Тристан, закинув руку мне на плечо, продолжал тихо посмеиваться. После чего произнес, глядя на трибуну:
— Сейчас выступает Ганс Найгель. Многие простолюдины его поддерживают. Но он действует слишком радикально, так что, думаю, долго не продержится. Забавно, что Найгель выступает против Кисэ, хотя сам неоднократно заявлял о важности поддержки и солидарности. Но, похоже, теперь они работают вместе, ведь создание народной партии — их общая мечта.
Тристан знал куда больше меня, поскольку сам был из простой семьи. Почему-то я почувствовал облегчение, когда узнал, что выступающий сейчас вовсе не Кисэ.
— Того, кто стоит в первом ряду, ты знаешь. Талантливый пианист-пасграно Аллен Хюберт. Жаль только, что происхождение не позволило ему стать мартино. Он так и не смог показать всего, на что способен.

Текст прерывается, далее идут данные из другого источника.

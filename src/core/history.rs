//! One fetch-and-align cycle for a configured benchmark/comparison set.

use crate::core::align::{Record, SeriesAligner};
use crate::core::error::HistoryError;
use crate::core::price::DailyPriceProvider;
use chrono::NaiveDate;
use tracing::{info, instrument};

/// What to fetch and how to align it.
#[derive(Debug, Clone)]
pub struct HistoryRequest {
    pub aligner: SeriesAligner,
    pub start: NaiveDate,
    pub adjusted: bool,
}

/// Fetches every ticker the aligner needs and aligns the result.
#[instrument(
    name = "FetchHistory",
    skip_all,
    fields(benchmark = %request.aligner.benchmark().symbol, start = %request.start)
)]
pub async fn fetch_history(
    provider: &dyn DailyPriceProvider,
    request: &HistoryRequest,
) -> Result<Vec<Record>, HistoryError> {
    let tickers = request.aligner.tickers();
    let table = provider
        .fetch_daily_prices(&tickers, request.start, request.adjusted)
        .await?;

    let alignment = request.aligner.align(&table)?;
    info!(
        records = alignment.records.len(),
        skipped = alignment.skipped,
        "Price history ready"
    );
    Ok(alignment.records)
}
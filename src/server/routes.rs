use axum::{Json, Router, extract::State, routing::get};
use chrono::Utc;
use serde_json::Value;
use std::sync::Arc;
use tracing::debug;

use crate::core::history::fetch_history;
use crate::export::render_records;
use crate::server::error::ApiError;
use crate::server::state::AppState;

pub const LIVENESS_MESSAGE: &str = "Price history API is running!";

pub fn routes() -> Router<Arc<AppState>> {
    Router::new()
        .route("/", get(home))
        .route("/api/history", get(history))
}

/// GET / — liveness probe.
async fn home() -> &'static str {
    LIVENESS_MESSAGE
}

/// GET /api/history — aligned benchmark and comparison closes.
async fn history(State(state): State<Arc<AppState>>) -> Result<Json<Value>, ApiError> {
    let records = state
        .history
        .refresh_if_stale(Utc::now(), || async {
            let request = state.series.history_request();
            debug!("Refreshing price history");
            fetch_history(state.provider.as_ref(), &request)
                .await
                .map(Arc::new)
        })
        .await?;

    let body = render_records(
        &records,
        state.series.layout,
        state.series.benchmark.label(),
    )?;
    Ok(Json(body))
}
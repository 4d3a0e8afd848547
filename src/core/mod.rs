//! Core price-series abstractions

pub mod align;
pub mod cache;
pub mod config;
pub mod error;
pub mod history;
pub mod log;
pub mod price;
pub mod symbol;

// Re-export main types for cleaner imports
pub use align::{Alignment, Column, Record, SeriesAligner};
pub use cache::ResultCache;
pub use error::{AlignError, HistoryError, ProviderError, RowConversionError};
pub use price::{DailyPriceProvider, PriceTable};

Аллен — близкий друг Ганса. Видишь туповатого на вид мужчину позади них? Это Коллопс Мюннер, коллега и преданный поклонник Аллена. Страшный человек, ради своего кумира готов на все. Он недолюбливает Баэля, ведь тот, став мартино, теперь презирает пасграно.
— Ты знаешь все на свете.
Тристан усмехнулся:
— Расскажу вот еще что. Баэль ненавидит Хюберта. А тот отвечает ему взаимностью, и его верный пес Коллопс плетет козни против Антонио.